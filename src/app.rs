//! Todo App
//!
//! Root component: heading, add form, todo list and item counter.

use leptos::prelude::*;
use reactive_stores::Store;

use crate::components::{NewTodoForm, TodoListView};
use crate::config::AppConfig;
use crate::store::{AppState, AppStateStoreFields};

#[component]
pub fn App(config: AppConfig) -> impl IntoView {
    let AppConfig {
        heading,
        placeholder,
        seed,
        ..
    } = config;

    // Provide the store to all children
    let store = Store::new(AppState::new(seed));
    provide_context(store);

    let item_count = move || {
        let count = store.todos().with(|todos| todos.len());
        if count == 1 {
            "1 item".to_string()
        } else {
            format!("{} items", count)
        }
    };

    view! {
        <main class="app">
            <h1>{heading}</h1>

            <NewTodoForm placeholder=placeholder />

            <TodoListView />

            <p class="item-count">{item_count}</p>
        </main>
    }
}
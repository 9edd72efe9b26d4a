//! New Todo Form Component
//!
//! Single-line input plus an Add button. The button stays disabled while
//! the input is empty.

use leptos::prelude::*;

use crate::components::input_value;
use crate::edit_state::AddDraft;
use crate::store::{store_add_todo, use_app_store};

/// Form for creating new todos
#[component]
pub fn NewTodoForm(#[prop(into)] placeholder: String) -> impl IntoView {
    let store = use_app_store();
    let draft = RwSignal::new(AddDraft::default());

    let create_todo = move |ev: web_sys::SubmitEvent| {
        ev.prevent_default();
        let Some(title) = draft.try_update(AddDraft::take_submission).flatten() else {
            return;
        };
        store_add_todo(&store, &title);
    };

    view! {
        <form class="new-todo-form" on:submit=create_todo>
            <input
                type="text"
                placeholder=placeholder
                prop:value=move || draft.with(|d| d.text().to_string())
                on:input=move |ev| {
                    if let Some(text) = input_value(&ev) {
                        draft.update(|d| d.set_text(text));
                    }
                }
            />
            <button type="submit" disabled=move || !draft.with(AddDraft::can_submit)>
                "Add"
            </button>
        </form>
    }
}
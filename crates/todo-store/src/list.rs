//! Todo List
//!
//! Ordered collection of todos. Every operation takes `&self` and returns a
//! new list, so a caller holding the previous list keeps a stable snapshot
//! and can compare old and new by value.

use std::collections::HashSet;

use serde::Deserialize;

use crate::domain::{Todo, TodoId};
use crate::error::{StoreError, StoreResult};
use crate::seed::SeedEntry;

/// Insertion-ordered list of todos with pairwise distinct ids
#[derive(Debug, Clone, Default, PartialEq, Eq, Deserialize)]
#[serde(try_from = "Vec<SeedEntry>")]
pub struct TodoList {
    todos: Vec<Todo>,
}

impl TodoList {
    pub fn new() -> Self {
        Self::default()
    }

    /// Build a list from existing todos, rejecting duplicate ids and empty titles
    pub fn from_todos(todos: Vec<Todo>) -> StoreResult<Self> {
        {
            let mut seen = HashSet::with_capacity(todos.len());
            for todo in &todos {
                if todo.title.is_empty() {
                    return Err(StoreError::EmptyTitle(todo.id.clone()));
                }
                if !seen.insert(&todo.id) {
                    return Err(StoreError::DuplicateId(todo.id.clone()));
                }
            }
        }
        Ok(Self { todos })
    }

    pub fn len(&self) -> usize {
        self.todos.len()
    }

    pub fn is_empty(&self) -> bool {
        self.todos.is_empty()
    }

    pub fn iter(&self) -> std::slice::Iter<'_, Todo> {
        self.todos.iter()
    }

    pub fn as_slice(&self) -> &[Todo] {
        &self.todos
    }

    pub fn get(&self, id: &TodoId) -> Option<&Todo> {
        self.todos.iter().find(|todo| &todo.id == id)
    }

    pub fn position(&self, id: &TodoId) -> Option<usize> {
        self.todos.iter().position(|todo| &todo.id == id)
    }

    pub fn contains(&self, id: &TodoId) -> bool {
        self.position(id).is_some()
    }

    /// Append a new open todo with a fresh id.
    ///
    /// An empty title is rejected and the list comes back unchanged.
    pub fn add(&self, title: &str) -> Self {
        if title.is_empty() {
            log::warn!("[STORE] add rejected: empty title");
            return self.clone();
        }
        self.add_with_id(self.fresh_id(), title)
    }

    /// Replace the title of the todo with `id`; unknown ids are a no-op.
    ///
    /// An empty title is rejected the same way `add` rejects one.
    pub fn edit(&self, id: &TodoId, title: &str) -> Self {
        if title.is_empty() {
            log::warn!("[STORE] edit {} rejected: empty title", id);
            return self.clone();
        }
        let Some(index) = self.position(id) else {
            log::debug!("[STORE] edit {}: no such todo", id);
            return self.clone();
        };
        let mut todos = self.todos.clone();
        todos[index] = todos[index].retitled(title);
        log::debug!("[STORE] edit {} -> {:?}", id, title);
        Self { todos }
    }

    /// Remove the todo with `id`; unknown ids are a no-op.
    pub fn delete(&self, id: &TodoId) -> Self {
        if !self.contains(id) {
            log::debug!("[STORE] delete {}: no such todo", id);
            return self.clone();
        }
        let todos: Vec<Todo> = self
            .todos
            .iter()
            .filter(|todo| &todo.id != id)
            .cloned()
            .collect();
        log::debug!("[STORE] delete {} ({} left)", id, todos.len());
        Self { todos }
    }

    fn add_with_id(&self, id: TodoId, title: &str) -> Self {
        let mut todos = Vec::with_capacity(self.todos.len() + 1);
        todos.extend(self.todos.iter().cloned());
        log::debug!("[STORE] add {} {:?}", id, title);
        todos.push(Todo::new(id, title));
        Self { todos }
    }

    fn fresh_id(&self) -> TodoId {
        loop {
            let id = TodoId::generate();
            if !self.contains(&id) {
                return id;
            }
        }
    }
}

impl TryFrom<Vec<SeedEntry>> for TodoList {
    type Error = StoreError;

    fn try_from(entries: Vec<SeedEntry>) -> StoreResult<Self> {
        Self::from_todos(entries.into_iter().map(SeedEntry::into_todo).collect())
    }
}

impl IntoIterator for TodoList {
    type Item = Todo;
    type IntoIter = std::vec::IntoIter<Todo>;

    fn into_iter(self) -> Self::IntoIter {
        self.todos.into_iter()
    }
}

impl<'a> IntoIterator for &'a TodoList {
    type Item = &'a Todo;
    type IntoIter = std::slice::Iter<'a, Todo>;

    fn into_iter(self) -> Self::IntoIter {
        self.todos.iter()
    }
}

#####

Search the preceding listing for the word "StoreResult" and pull out every line that holds it.

## Task result
use crate::error::{StoreError, StoreResult};
    pub fn from_todos(todos: Vec<Todo>) -> StoreResult<Self> {
    fn try_from(entries: Vec<SeedEntry>) -> StoreResult<Self> {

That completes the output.